= Yoga Alliance =

U.S.-based nonprofit organization

The Yoga Alliance is a U.S.-based nonprofit membership trade and professional organization for yoga teachers, headquartered in Arlington Virginia. The organization created the title of Registered Yoga Teacher in the United States to refer to teachers who have finished a yoga teacher training through a school registered with the Yoga Alliance. Yoga Alliance charges an annual fee for teachers and schools to be registered.

The Yoga Alliance states that its registry is a voluntary credentialing system. The teacher registry is not a certification program, but a listing of teachers who meet Yoga Alliance's Requirements for teaching experience and have completed their training at a Registered Yoga School.

== Standards ==

Registered Yoga Teacher is a title in the United States that designates a yoga teacher who has received a certain standard of yoga teacher training at a registered yoga school. The designation is offered by the Yoga Alliance at 200-, 300- and 500-hour levels.

In March 2020, in response to the COVID-19 pandemic, Yoga Alliance temporarily permitted Registered Yoga Schools (RYS) to conduct teacher training programs fully online. This exception later evolved into a permanent option under its 2023 Digital Standards policy.

The Yoga Alliance published in 2021 "Elevated Standards" for its basic Registered Yoga School 200 hours teaching credential. The core curriculum consists of 75 hours of techniques, training, and practice in asana, pranayama and subtle body, and meditation; 30 hours on anatomy, physiology, and biomechanics, of which 20 can be taught online; 30 hours of yoga humanities, covering history, philosophy, and ethics (such as from the Yoga Sutras) of yoga; and 50 hours of professional skills, covering teaching methodology, professional development, and teaching practice ("practicum").

The Yoga Alliance has published an "Ethical Commitment" which consists of a code of conduct, a scope of practice, and a commitment to equity in yoga. All members are required to abide by this commitment. The code of conduct covers behavior on training programs and classes, appropriate student-teacher relationships, touching only by consent, and honesty. The scope of practice sets out the yoga teacher's role including teaching and advising. Equity in yoga draws attention to existing inequities in and around yoga practice and sets out to remedy those.

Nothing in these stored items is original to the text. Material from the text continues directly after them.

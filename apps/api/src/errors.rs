use axum::{
    http::StatusCode,
    response::{IntoResponse, Response},
    Json,
};
use serde_json::json;
use thiserror::Error;

use crate::candidates::RecordError;
use crate::queue::QueueError;
use crate::storage::StorageError;
use crate::tasks::StoreError;

/// Error returned by every HTTP handler. Stores and ports convert into it with
/// `?`; the response body is `{"error": {"code", "message"}}`.
#[derive(Debug, Error)]
pub enum AppError {
    #[error("Not found: {0}")]
    NotFound(String),

    #[error("Validation error: {0}")]
    Validation(String),

    /// The target entity is not in a state that allows the operation.
    #[error("Precondition failed: {0}")]
    PreconditionFailed(String),

    #[error("Forbidden")]
    Forbidden,

    #[error("Database error: {0}")]
    Database(#[from] sqlx::Error),

    #[error("Queue error: {0}")]
    Queue(#[from] QueueError),

    #[error("Storage error: {0}")]
    Storage(#[from] StorageError),

    #[error("Internal server error: {0}")]
    Internal(#[from] anyhow::Error),
}

impl From<StoreError> for AppError {
    fn from(err: StoreError) -> Self {
        match err {
            StoreError::NotFound(id) => AppError::NotFound(format!("Task {id} not found")),
            StoreError::InvalidTransition { task_id, from, to } => AppError::PreconditionFailed(
                format!("Task {task_id} is {from} and cannot become {to}"),
            ),
            StoreError::Database(e) => AppError::Database(e),
            other => AppError::Internal(anyhow::Error::new(other)),
        }
    }
}

impl From<RecordError> for AppError {
    fn from(err: RecordError) -> Self {
        match err {
            RecordError::CvNotFound(id) => AppError::NotFound(format!("CV {id} not found")),
            RecordError::Database(e) => AppError::Database(e),
            other => AppError::Internal(anyhow::Error::new(other)),
        }
    }
}

impl AppError {
    /// Status, stable error code and client-facing message. Collaborator
    /// failures are logged here and reported generically.
    fn parts(&self) -> (StatusCode, &'static str, String) {
        match self {
            AppError::NotFound(msg) => (StatusCode::NOT_FOUND, "NOT_FOUND", msg.clone()),
            AppError::Validation(msg) => (StatusCode::BAD_REQUEST, "VALIDATION_ERROR", msg.clone()),
            AppError::PreconditionFailed(msg) => {
                (StatusCode::PRECONDITION_FAILED, "PRECONDITION_FAILED", msg.clone())
            }
            AppError::Forbidden => (StatusCode::FORBIDDEN, "FORBIDDEN", "Access denied".into()),
            AppError::Database(e) => server_fault("DATABASE_ERROR", "A database error occurred", e),
            AppError::Queue(e) => server_fault("QUEUE_ERROR", "A queue error occurred", e),
            AppError::Storage(e) => server_fault("STORAGE_ERROR", "A storage error occurred", e),
            AppError::Internal(e) => {
                tracing::error!("Internal error: {e:?}");
                (
                    StatusCode::INTERNAL_SERVER_ERROR,
                    "INTERNAL_ERROR",
                    "An internal server error occurred".into(),
                )
            }
        }
    }
}

fn server_fault(
    code: &'static str,
    message: &str,
    cause: &dyn std::fmt::Display,
) -> (StatusCode, &'static str, String) {
    tracing::error!(code, "{cause}");
    (StatusCode::INTERNAL_SERVER_ERROR, code, message.to_string())
}

impl IntoResponse for AppError {
    fn into_response(self) -> Response {
        let (status, code, message) = self.parts();
        let body = json!({ "error": { "code": code, "message": message } });
        (status, Json(body)).into_response()
    }
}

Systems to keep harmful teachers and schools off Yoga Alliance's registry are weak. Multiple yoga schools and teachers, including Yoga to the People, 3HO, and Bikram Yoga, who have participated in misconduct such as sexual abuse, have been listed by the Yoga Alliance. In 2022, Yoga Alliance announced updates to its credentialing and verification process, introducing digital tools for monitoring training quality and member conduct.

== Financials ==

According to its 2023 Annual Report, Yoga Alliance reported total revenues of approximately US$16.8 million, with US$10.4 million allocated to educational programs and member services. The organization's net assets were reported at US$24.1 million for the same year.